Reported by each execution daemon per default. The same as load_medium but divided by the number of CPU cores on the host. This value allows to compare the load of different hosts with different numbers of CPU cores.

np_load_short

Reported by each execution daemon per default. The same as load_short but divided by the number of CPU cores on the host. This value allows to compare the load of different hosts with different numbers of CPU cores.

num_proc

Reported by each execution daemon per default. The number of processors CPU cores available on the host. See also m_core and m_socket.

swap_free

Reported by each execution daemon per default. The amount of free swap space. See also swap_total and swap_used.

swap_total

Reported by each execution daemon per default. The total amount of swap space. See also swap_free and swap_used.

swap_used

Reported by each execution daemon per default. The amount of used swap space. See also swap_free and swap_total.

virtual_free

Calculated value. The amount of free virtual memory. See also virtual_total and virtual_used.

virtual_total

Calculated value. The total amount of virtual memory. See also virtual_free and virtual_used.

virtual_used

Calculated value. The amount of used virtual memory. See also virtual_free and virtual_total.

Overriding attributes

One attribute can be assigned to the global object, host object, and queue object at the same time. On the host level it might get its value from the user defined resource limit and a load sensor. In case that the attribute is a consumable, we have in addition to the resource limit and its load report on host level also the internal usage, which the system keeps track of. The merge is done as follows:

In general an attribute can be overridden on a lower level

  • global by hosts and queues
  • hosts by queues and load values or resource limits on the same level.

We have one limitation for overriding attributes based on its relational operator:

!=, == operators can only be overridden on the same level, but not on a lower level. The user defined value always overrides the load value.

>=, >, <=, < operators can only be overridden, when the new value is more restrictive than the old one.

In the case of a consumable on host level, which has also a load sensor, the system checks for the current usage, and if the internal accounting is more restrictive than the load sensor report, the internal value is kept; if the load sensor report is more restrictive, that one is kept.

FORMAT

The principal format of a complex configuration is that of a tabulated list.

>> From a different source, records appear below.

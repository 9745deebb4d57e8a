//! S3's deviations from the generic SigV4 family (spec §4.9–§4.12):
//! unnormalized paths, S3-specific payload-signing policy, presigned POST
//! policy signing, and the S3 Express session-token overlay.

use std::sync::Arc;

use crate::canonical::UNSIGNED_PAYLOAD;
use crate::clock::{Clock, SystemClock};
use crate::context::SigningContext;
use crate::credentials::Credentials;
use crate::error::SignerError;
use crate::request::SignableRequest;
use crate::timestamp;

use super::sigv4::{relocate_params_for_presign, SigV4HeaderSigner};
use super::sigv4_core::{
    compute_signature, full_scope, reset_header, resolve_payload_hash, should_sign_payload_generic,
};
use super::{Signer, SignerCapabilities};

pub const CAPABILITIES: SignerCapabilities = SignerCapabilities {
    requires_region: true,
    requires_token: false,
    requires_identity_cache: false,
};

/// S3's payload-signing policy (spec §4.9): the explicit S3 config override
/// wins; otherwise plain-HTTP or a missing checksum header forces signing
/// (S3 needs *some* tamper detection); with HTTPS and a checksum present,
/// a streaming body skips signing outright and everything else falls
/// through to the generic SigV4 policy.
pub(crate) fn should_sign_payload_s3(request: &SignableRequest) -> bool {
    if let Some(explicit) = s3_payload_signing_enabled(&request.context) {
        return explicit;
    }
    if request.url.scheme() != "https" || !has_checksum_header(request) {
        return true;
    }
    if request.context.has_streaming_input {
        return false;
    }
    should_sign_payload_generic(request)
}

fn s3_payload_signing_enabled(context: &SigningContext) -> Option<bool> {
    context.client_config.as_ref()?.s3.as_ref()?.payload_signing_enabled
}

/// True when the request already carries the checksum header S3 treats as
/// adequate tamper detection without a signed body: `Content-MD5` by
/// default, or whatever header name an in-header checksum algorithm names.
fn has_checksum_header(request: &SignableRequest) -> bool {
    let header_name = request
        .context
        .checksum
        .as_ref()
        .and_then(|c| c.request_algorithm.as_ref())
        .filter(|checksum| matches!(checksum.location, crate::context::ChecksumLocation::Header))
        .and_then(|checksum| checksum.name.as_deref())
        .unwrap_or("content-md5");
    request.header(header_name).is_some()
}

/// Signs an S3 request with SigV4, injecting an `Authorization` header.
/// The path is never normalized and `X-Amz-Content-SHA256` is always
/// (re)computed and set as a visible header, per spec §4.9.
pub struct S3SigV4HeaderSigner {
    credentials: Credentials,
    region_name: String,
    clock: Arc<dyn Clock>,
}

impl S3SigV4HeaderSigner {
    pub fn new(credentials: Credentials, region_name: impl Into<String>) -> Self {
        Self {
            credentials,
            region_name: region_name.into(),
            clock: Arc::new(SystemClock),
        }
    }

    pub fn with_clock(mut self, clock: Arc<dyn Clock>) -> Self {
        self.clock = clock;
        self
    }
}

impl Signer for S3SigV4HeaderSigner {
    fn add_auth(&self, request: &mut SignableRequest) -> Result<(), SignerError> {
        let now = self.clock.now();
        SigV4HeaderSigner::modify_request_before_signing(request, &self.credentials, now);
        // A retried request must not carry a stale `X-Amz-Content-SHA256`
        // forward into `resolve_payload_hash`, which would otherwise read it
        // back verbatim instead of recomputing against a possibly-changed
        // body (mirrors `S3SigV4Auth._modify_request_before_signing` in
        // botocore, which deletes the header before every recompute).
        request.remove_header("X-Amz-Content-SHA256");

        let should_sign = should_sign_payload_s3(request);
        let payload_hash = resolve_payload_hash(request, should_sign, None)?;
        // S3 always surfaces the resolved hash as a visible header, even
        // when it resolves to `UNSIGNED-PAYLOAD`.
        reset_header(request, "X-Amz-Content-SHA256", Some(&payload_hash));

        let outcome = compute_signature(&self.credentials, "s3", &self.region_name, request, false, &payload_hash)?;

        SigV4HeaderSigner::inject_authorization(
            request,
            &self.credentials,
            "s3",
            &self.region_name,
            &outcome.signed_headers,
            &outcome.signature,
        );
        Ok(())
    }
}

/// S3's presigned-URL signer: like [`super::sigv4::SigV4QuerySigner`], but
/// never normalizes the path and always signs `UNSIGNED-PAYLOAD` (presigned
/// URLs commit to a signature before the eventual body is known).
pub struct S3SigV4QuerySigner {
    credentials: Credentials,
    region_name: String,
    expires: u64,
    clock: Arc<dyn Clock>,
}

impl S3SigV4QuerySigner {
    pub fn new(credentials: Credentials, region_name: impl Into<String>) -> Self {
        Self {
            credentials,
            region_name: region_name.into(),
            expires: super::sigv4::DEFAULT_EXPIRES,
            clock: Arc::new(SystemClock),
        }
    }

    pub fn with_expires(mut self, expires: u64) -> Self {
        self.expires = expires;
        self
    }

    pub fn with_clock(mut self, clock: Arc<dyn Clock>) -> Self {
        self.clock = clock;
        self
    }
}

impl Signer for S3SigV4QuerySigner {
    fn add_auth(&self, request: &mut SignableRequest) -> Result<(), SignerError> {
        let now = self.clock.now();
        request.context.timestamp = Some(timestamp::sigv4_timestamp(now));
        let ts = request.context.timestamp.clone().unwrap();
        let date_stamp = ts[0..8].to_string();
        let scope = full_scope(&self.credentials, &date_stamp, &self.region_name, "s3");

        relocate_params_for_presign(request, &self.credentials, &scope, &ts, self.expires, "X-Amz-Security-Token");

        let payload_hash = resolve_payload_hash(request, false, Some(UNSIGNED_PAYLOAD))?;
        let outcome = compute_signature(&self.credentials, "s3", &self.region_name, request, false, &payload_hash)?;

        let appended = format!(
            "{}&X-Amz-Signature={}",
            request.url.query().unwrap_or(""),
            outcome.signature
        );
        request.url.set_query(Some(&appended));
        Ok(())
    }
}

/// Appends the standard auth fields/conditions to a presigned-POST policy
/// document (spec §4.11), base64-encodes it, and signs that base64 string
/// as the string-to-sign — the policy stands in for the canonical-request
/// hash. `session_token` is `(field name, value)`, since S3 Express names
/// the field differently from the generic scheme.
fn sign_post_policy(
    credentials: &Credentials,
    region_name: &str,
    session_token: Option<(&str, &str)>,
    policy: &mut crate::context::PresignPostPolicy,
    fields: &mut serde_json::Map<String, serde_json::Value>,
    now: chrono::DateTime<chrono::Utc>,
) -> Result<(), SignerError> {
    let timestamp = timestamp::sigv4_timestamp(now);
    let date_stamp = timestamp[0..8].to_string();
    let scope = full_scope(credentials, &date_stamp, region_name, "s3");

    let mut auth_fields = serde_json::Map::new();
    auth_fields.insert("x-amz-algorithm".into(), "AWS4-HMAC-SHA256".into());
    auth_fields.insert("x-amz-credential".into(), scope.into());
    auth_fields.insert("x-amz-date".into(), timestamp.clone().into());
    if let Some((field, token)) = session_token {
        auth_fields.insert(field.into(), token.into());
    }

    for (key, value) in &auth_fields {
        let mut condition = serde_json::Map::new();
        condition.insert(key.clone(), value.clone());
        policy.conditions.push(serde_json::Value::Object(condition));
    }
    fields.extend(auth_fields);

    let mut document = policy.extra.clone();
    document.insert(
        "conditions".into(),
        serde_json::Value::Array(policy.conditions.clone()),
    );
    let policy_json = serde_json::to_vec(&serde_json::Value::Object(document))?;
    use base64::Engine;
    let policy_b64 = base64::engine::general_purpose::STANDARD.encode(&policy_json);

    let signature =
        crate::derive::derive_and_sign(&credentials.secret_key, &date_stamp, region_name, "s3", &policy_b64);

    fields.insert("policy".into(), policy_b64.into());
    fields.insert("x-amz-signature".into(), signature.into());
    Ok(())
}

Each line starting with a '#' character is a comment line. Each line despite comment lines define one element of the complex. A element definition line consists of the following 8 column entries per line (in the order of appearance):

name

The name of the complex element to be used to request this attribute for a job in the qsub(1) -l option. A complex attribute name (see complex_name in xxqs_name_sxx_types(1)) may appear only once across all complexes, i.e. the complex attribute definition is unique.

shortcut

A shortcut for name which may also be used to request this attribute for a job in the qsub(1) -l option. An attribute shortcut may appear only once across all complexes, to avoid the possibility of ambiguous complex attribute references.

type

This setting determines how the corresponding values are to be treated xxQS_NAMExx internally in case of comparisons or in case of load scaling for the load complex entries:

  • With INT only raw integers are allowed.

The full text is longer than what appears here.